Health care reform has emerged as an issue in the 111th Congress, driven by growing concern about widely discussed problems. Three predominant concerns involve coverage, cost and spending, and quality. Commonly cited figures indicate that more than 45 million people have no insurance, which can limit their access to care and their ability to pay for the care they receive. Costs are rising for nearly everyone, and the country now spends over $2.2 trillion, more than 16% of gross domestic product (GDP), on health care services and products, far more than other industrialized countries. For all this spending, the country scores but average or somewhat worse on many indicators of health care quality. These concerns raise significant challenges. Each of the concerns is more complex than might first appear, which increases the difficulty of finding solutions.
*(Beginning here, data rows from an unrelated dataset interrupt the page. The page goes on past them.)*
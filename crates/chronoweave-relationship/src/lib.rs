//! Chronoweave Relationship Engine.
//!
//! Responsible for forming relationship webs and romantic tensions,
//! folding relationship shifts into their levels, and escalating tensions
//! through jealousy. Webs and tensions are never removed, only resolved.

pub mod application;
pub mod domain;
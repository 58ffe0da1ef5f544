//! Shared test doubles and utilities for the Chronoweave narrative simulation.

mod clock;
mod generator;
mod rng;

pub use clock::{FixedClock, fixed_clock};
pub use generator::{FailingGenerator, ScriptedGenerator};
pub use rng::{MockRng, SequenceRng};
For example, by one statistical measure, far more than 45 million people face the risk of being uninsured for short time periods, yet by another, substantially fewer have no insurance for long periods. Insurance coverage and access to health care are not the same, and it is possible to have one without the other. Having coverage does not ensure that one can pay for care, nor does it always shield one from significant financial loss in the case of serious illness. Similarly, high levels of spending may be partly attributable to the country’s wealth, while rising costs, though difficult for many, may primarily mean that less money is available for other things. Solutions to these concerns may conflict with one another. For example, expanding coverage to most of the uninsured would likely drive up costs (as more people seek care) and expand public budgets (since additional public subsidies would be required). Cutting costs may threaten initiatives to improve quality.